Bajó al elevador. En el trayecto, las puertas se abrieron en un piso intermedio y entró un hombre: alto, de camisa clara, con cara de galán de otra época y dos hoyuelos que no se le borraban ni serio. Traía en la mano una caja de madera y el gesto tranquilo de quien conoce el edificio de memoria. Mateo iba subiendo al estudio a devolver, de pretexto, la caja bento; al ver a aquel desconocido de traje caro que apretaba el botón del estacionamiento con el ceño apretado y el teléfono todavía en la mano, lo miró de reojo. Un hombre así, con esa cara de pocos amigos, no era del barrio de creativos. Memorizó sin querer los rasgos, por costumbre de comerciante que fía y desconfía, y siguió en lo suyo.
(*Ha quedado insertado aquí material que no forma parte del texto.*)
//! Shared data model for the SafeSwap relay orchestrator.
//!
//! - Meta-transactions and relay tasks
//! - Static token registry
//! - Unit parsing/formatting helpers
//! - The `SwapError` taxonomy used across all crates

use alloy_primitives::utils::{format_units, parse_units};
use chrono::{DateTime, Utc};
use serde::{Deserialize, Serialize};
use thiserror::Error;

pub mod signer;
pub mod tokens;

pub use alloy_primitives::{address, Address, Bytes, TxHash, U256};
pub use signer::{AccountCall, AccountSigner, CallOperation, SignedCall};
pub use tokens::{Token, NATIVE_ASSET};

/// 0x-prefixed hex string (e.g. "0x1234...").
pub type Hex = String;

/// Message shown to the user for any failed workflow.
pub const GENERIC_FAILURE_MESSAGE: &str = "Something went wrong with your swap, please try again.";

/// Message shown when the relay service cancelled execution.
pub const RELAY_CANCELLED_MESSAGE: &str = "The relay cancelled your transaction.";

/// SafeSwap error types.
#[derive(Debug, Error)]
pub enum SwapError {
    #[error("authentication failed: {0}")]
    Auth(String),

    #[error("quote failed: {0}")]
    Quote(String),

    #[error("relay error: {0}")]
    Relay(String),

    #[error("relay rejected submission: {0}")]
    SubmissionRejected(String),

    #[error("relay cancelled task {task_id}")]
    TaskCancelled { task_id: String },

    #[error("network error: {0}")]
    Network(String),

    #[error("invalid response: {0}")]
    InvalidResponse(String),

    #[error("session closed")]
    SessionClosed,

    #[error("task {0} is already being tracked")]
    AlreadyTracking(String),

    #[error("task {task_id} still not terminal after {polls} polls")]
    TrackingTimeout { task_id: String, polls: u32 },

    #[error("invalid amount: {0}")]
    InvalidAmount(String),

    #[error("configuration error: {0}")]
    Config(String),

    #[error("{0}")]
    Other(String),
}

impl SwapError {
    /// The single user-visible message for this failure.
    ///
    /// Relay cancellations get their own wording; everything else collapses
    /// into the generic message and is detailed in logs instead.
    pub fn user_message(&self) -> &'static str {
        match self {
            SwapError::TaskCancelled { .. } => RELAY_CANCELLED_MESSAGE,
            SwapError::Auth(_) | SwapError::SessionClosed => "Please log in again.",
            _ => GENERIC_FAILURE_MESSAGE,
        }
    }

    /// Transient failures are retried by pollers instead of failing a run.
    pub fn is_transient(&self) -> bool {
        matches!(self, SwapError::Network(_))
    }
}

pub type Result<T> = std::result::Result<T, SwapError>;

/// A single call executed through the smart-contract account.
#[derive(Debug, Clone, PartialEq, Eq, Serialize, Deserialize)]
pub struct MetaTransaction {
    pub to: Address,
    pub data: Bytes,
    pub value: U256,
}

impl MetaTransaction {
    pub fn new(to: Address, data: impl Into<Bytes>, value: U256) -> Self {
        Self { to, data: data.into(), value }
    }
}

/// Relay task state as observed by the tracker.
#[derive(Debug, Clone, Copy, PartialEq, Eq, Serialize, Deserialize)]
pub enum TaskState {
    Pending,
    ExecSuccess,
    Cancelled,
    /// The last status poll failed; the task may still be in flight.
    Unknown,
}

impl TaskState {
    pub fn is_terminal(self) -> bool {
        matches!(self, TaskState::ExecSuccess | TaskState::Cancelled)
    }

    /// Map a relay wire state onto the tracker's states.
    ///
    /// `ExecReverted` ends the task just like a cancellation; every
    /// intermediate state (`CheckPending`, `ExecPending`,
    /// `WaitingForConfirmation`, ...) is still pending.
    pub fn from_wire(state: &str) -> Self {
        match state {
            "ExecSuccess" => TaskState::ExecSuccess,
            "Cancelled" | "ExecReverted" => TaskState::Cancelled,
            _ => TaskState::Pending,
        }
    }
}

/// Which relay path paid for execution.
#[derive(Debug, Clone, Copy, PartialEq, Eq, Serialize, Deserialize)]
pub enum RelayPath {
    /// Gas paid by a sponsor (account already deployed).
    Sponsored,
    /// Gas paid from the account's own native balance.
    SelfFunded,
}

/// Handle for a transaction accepted by the relay service.
#[derive(Debug, Clone, PartialEq, Eq, Serialize, Deserialize)]
pub struct RelayTask {
    pub id: String,
    pub chain_id: u64,
    pub submitted_at: DateTime<Utc>,
    pub state: TaskState,
    pub transaction_hash: Option<TxHash>,
    pub path: RelayPath,
}

impl RelayTask {
    pub fn pending(id: impl Into<String>, chain_id: u64, path: RelayPath) -> Self {
        Self {
            id: id.into(),
            chain_id,
            submitted_at: Utc::now(),
            state: TaskState::Pending,
            transaction_hash: None,
            path,
        }
    }

    pub fn is_terminal(&self) -> bool {
        self.state.is_terminal()
    }
}

/// Parse a user-entered decimal amount into base units.
///
/// Negative, empty or malformed input is rejected rather than clamped.
pub fn parse_amount(input: &str, decimals: u8) -> Result<U256> {
    let input = input.trim();
    if input.is_empty() || input.starts_with('-') {
        return Err(SwapError::InvalidAmount(input.to_string()));
    }
    parse_units(input, decimals)
        .map(|units| units.get_absolute())
        .map_err(|e| SwapError::InvalidAmount(format!("{}: {}", input, e)))
}

/// Format base units as a decimal string without trailing zeros ("1.5", "2.0").
pub fn format_amount(amount: U256, decimals: u8) -> String {
    let formatted = match format_units(amount, decimals) {
        Ok(s) => s,
        Err(_) => return amount.to_string(),
    };
    match formatted.split_once('.') {
        Some((whole, frac)) => {
            let frac = frac.trim_end_matches('0');
            if frac.is_empty() {
                format!("{}.0", whole)
            } else {
                format!("{}.{}", whole, frac)
            }
        }
        None => formatted,
    }
}

/// Parse a decimal (or 0x-prefixed hex) integer string into a `U256`.
pub fn parse_u256(s: &str) -> Result<U256> {
    let s = s.trim();
    let parsed = match s.strip_prefix("0x") {
        Some(hex_digits) if hex_digits.is_empty() => Ok(U256::ZERO),
        Some(hex_digits) => U256::from_str_radix(hex_digits, 16),
        None => U256::from_str_radix(s, 10),
    };
    parsed.map_err(|e| SwapError::InvalidResponse(format!("invalid integer {:?}: {}", s, e)))
}

/// Parse a hex string to bytes.
pub fn hex_to_bytes(hex_str: &str) -> Result<Bytes> {
    let hex_str = hex_str.strip_prefix("0x").unwrap_or(hex_str);
    hex::decode(hex_str)
        .map(Bytes::from)
        .map_err(|e| SwapError::InvalidResponse(format!("invalid hex: {}", e)))
}

/// Convert bytes to a 0x-prefixed hex string.
pub fn bytes_to_hex(bytes: &[u8]) -> Hex {
    format!("0x{}", hex::encode(bytes))
}
//! On-chain reads and the balance poller.
//!
//! The poller keeps a near-real-time view of the active account:
//! - native asset balance
//! - `balanceOf` for a fixed token set, looked up concurrently
//!
//! Each lookup fails on its own; a failed entry is reported as
//! `Unavailable` and simply retried on the next tick.

pub mod rpc_client;

use std::sync::Arc;
use std::time::Duration;

use async_trait::async_trait;
use chrono::{DateTime, Utc};
use futures::future::join_all;
use safeswap_session::{Session, SessionScope};
use safeswap_types::{format_amount, Address, Result, Token, U256};
use serde::Serialize;
use tokio::sync::watch;
use tokio::task::JoinHandle;
use tokio::time::MissedTickBehavior;
use tracing::{debug, info, warn};

pub use rpc_client::JsonRpcReader;

/// Read-only chain access used by the poller and the relay client.
#[async_trait]
pub trait ChainReader: Send + Sync {
    async fn native_balance(&self, account: Address) -> Result<U256>;
    async fn token_balance(&self, token: Address, owner: Address) -> Result<U256>;
    /// Whether contract code exists at `account`.
    async fn is_deployed(&self, account: Address) -> Result<bool>;
}

/// Balance poller configuration.
#[derive(Debug, Clone)]
pub struct BalancePollerConfig {
    pub interval_ms: u64,
    pub native_decimals: u8,
}

impl Default for BalancePollerConfig {
    fn default() -> Self {
        Self {
            interval_ms: 12_000,
            native_decimals: 18,
        }
    }
}

/// One balance entry: formatted, or explicitly unavailable.
#[derive(Debug, Clone, PartialEq, Eq, Serialize)]
pub enum BalanceEntry {
    Available(String),
    Unavailable,
}

impl BalanceEntry {
    pub fn is_available(&self) -> bool {
        matches!(self, BalanceEntry::Available(_))
    }
}

#[derive(Debug, Clone, PartialEq, Serialize)]
pub struct TokenBalance {
    pub token: Token,
    pub balance: BalanceEntry,
}

/// Result of one poll tick; `tokens` is parallel to the poller's token set.
#[derive(Debug, Clone, PartialEq, Serialize)]
pub struct BalanceSnapshot {
    pub account: Address,
    pub native: BalanceEntry,
    pub tokens: Vec<TokenBalance>,
    pub fetched_at: DateTime<Utc>,
}

/// Polls balances for the active account of a session.
pub struct BalancePoller {
    reader: Arc<dyn ChainReader>,
    tokens: Vec<Token>,
    config: BalancePollerConfig,
}

impl BalancePoller {
    pub fn new(reader: Arc<dyn ChainReader>, tokens: Vec<Token>, config: BalancePollerConfig) -> Self {
        Self { reader, tokens, config }
    }

    pub fn tokens(&self) -> &[Token] {
        &self.tokens
    }

    fn entry(&self, result: &Result<U256>, decimals: u8, label: &str, account: Address) -> BalanceEntry {
        match result {
            Ok(amount) => BalanceEntry::Available(format_amount(*amount, decimals)),
            Err(e) => {
                debug!(token = label, %account, error = %e, "balance lookup failed");
                BalanceEntry::Unavailable
            }
        }
    }

    /// Run a single poll tick for `account`.
    ///
    /// Never fails: lookups are isolated and failed ones are marked
    /// unavailable. Native-asset entries in the token set reuse the
    /// native lookup.
    pub async fn poll_once(&self, account: Address) -> BalanceSnapshot {
        let native = self.reader.native_balance(account);
        let erc20 = join_all(
            self.tokens
                .iter()
                .filter(|t| !t.is_native())
                .map(|t| self.reader.token_balance(t.address, account)),
        );
        let (native, erc20) = futures::join!(native, erc20);

        let mut erc20 = erc20.into_iter();
        let tokens: Vec<TokenBalance> = self
            .tokens
            .iter()
            .map(|token| {
                let balance = if token.is_native() {
                    self.entry(&native, token.decimals, token.symbol, account)
                } else {
                    match erc20.next() {
                        Some(result) => self.entry(&result, token.decimals, token.symbol, account),
                        None => BalanceEntry::Unavailable,
                    }
                };
                TokenBalance { token: *token, balance }
            })
            .collect();
        let native = self.entry(&native, self.config.native_decimals, "native", account);

        let missing = tokens.iter().filter(|t| !t.balance.is_available()).count();
        if missing > 0 {
            warn!(%account, missing, total = tokens.len(), "some token balances unavailable");
        }

        BalanceSnapshot {
            account,
            native,
            tokens,
            fetched_at: Utc::now(),
        }
    }

    /// Start polling the session's active account.
    ///
    /// Returns `None` when the session is already torn down. The loop stops
    /// as soon as the session scope closes and never publishes afterwards.
    pub fn spawn(self: &Arc<Self>, session: &Session) -> Option<PollerHandle> {
        let scope = session.scope();
        if !scope.is_live() {
            return None;
        }
        let account = session.active_account;
        let (tx, rx) = watch::channel(None);
        let poller = Arc::clone(self);
        let period = Duration::from_millis(self.config.interval_ms);

        info!(%account, epoch = scope.epoch(), interval_ms = self.config.interval_ms, "starting balance poller");
        let task = tokio::spawn(async move {
            poller.run(scope, account, period, tx).await;
        });
        Some(PollerHandle { rx, task })
    }

    async fn run(
        &self,
        scope: SessionScope,
        account: Address,
        period: Duration,
        tx: watch::Sender<Option<BalanceSnapshot>>,
    ) {
        let mut ticker = tokio::time::interval(period);
        ticker.set_missed_tick_behavior(MissedTickBehavior::Delay);

        loop {
            tokio::select! {
                _ = scope.closed() => break,
                _ = ticker.tick() => {}
            }

            let snapshot = tokio::select! {
                _ = scope.closed() => break,
                snapshot = self.poll_once(account) => snapshot,
            };

            if !scope.is_live() {
                break;
            }
            tx.send_replace(Some(snapshot));
        }
        debug!(%account, epoch = scope.epoch(), "balance poller stopped");
    }
}

/// Handle to a running balance poller. Dropping it stops the loop.
pub struct PollerHandle {
    rx: watch::Receiver<Option<BalanceSnapshot>>,
    task: JoinHandle<()>,
}

impl PollerHandle {
    pub fn subscribe(&self) -> watch::Receiver<Option<BalanceSnapshot>> {
        self.rx.clone()
    }

    pub fn latest(&self) -> Option<BalanceSnapshot> {
        self.rx.borrow().clone()
    }

    pub fn stop(&self) {
        self.task.abort();
    }

    pub fn is_finished(&self) -> bool {
        self.task.is_finished()
    }
}

impl Drop for PollerHandle {
    fn drop(&mut self) {
        self.task.abort();
    }
}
Bajaron unos pisos en silencio, dándose la espalda, sin que ninguno de los dos sospechara cuánto iba a enredarlos el destino ni que aquel cruce de treinta segundos les iba a costar caro a los tres.

Sebastián subió al coche y, antes de arrancar, marcó a la casa.

—Doña Remedios —dijo—. ¿Ya regresó la señora?

—No, patrón —contestó la voz al otro lado—. La señora todavía no llega. Ella normalmente sale del estudio entre cinco y seis, no antes.

Eran más de las seis.

—Está bien. Gracias.

Colgó. Se quedó un buen rato con las manos sobre el volante, mirando la nada gris del estacionamiento, sin arrancar. Un mal presentimiento, sordo y sin nombre, se le fue asentando en el pecho como agua que se filtra. No eran celos; todavía no sabía —o no quería— ponerle esa palabra. Era solo la certeza incómoda, cada vez más pesada, de que algo, en alguna parte de la ciudad, no estaba donde debía estar. Su esposa no estaba donde debía estar. Y él, que manejaba grupos enteros con una llamada, no tenía ni idea de dónde buscarla.

Las flores seguían en el asiento del copiloto, perdiendo el frescor. Sebastián las miró, apretó la mandíbula y encendió el motor.

En Polanco, la habitación se había quedado en penumbra. Lucas, que de febril tenía cada vez menos, deslizó la mano hasta la nuca de Jenny y la jaló despacio hacia sí.

—Jenny —susurró contra su boca, y ya no había ni rastro de fragilidad en la voz—. No te arrepientas.

Y afuera empezaba a caer la noche sobre la ciudad, sobre los dos hombres que aún no sabían el uno del otro, y sobre la mujer que estaba, otra vez, en el lugar equivocado.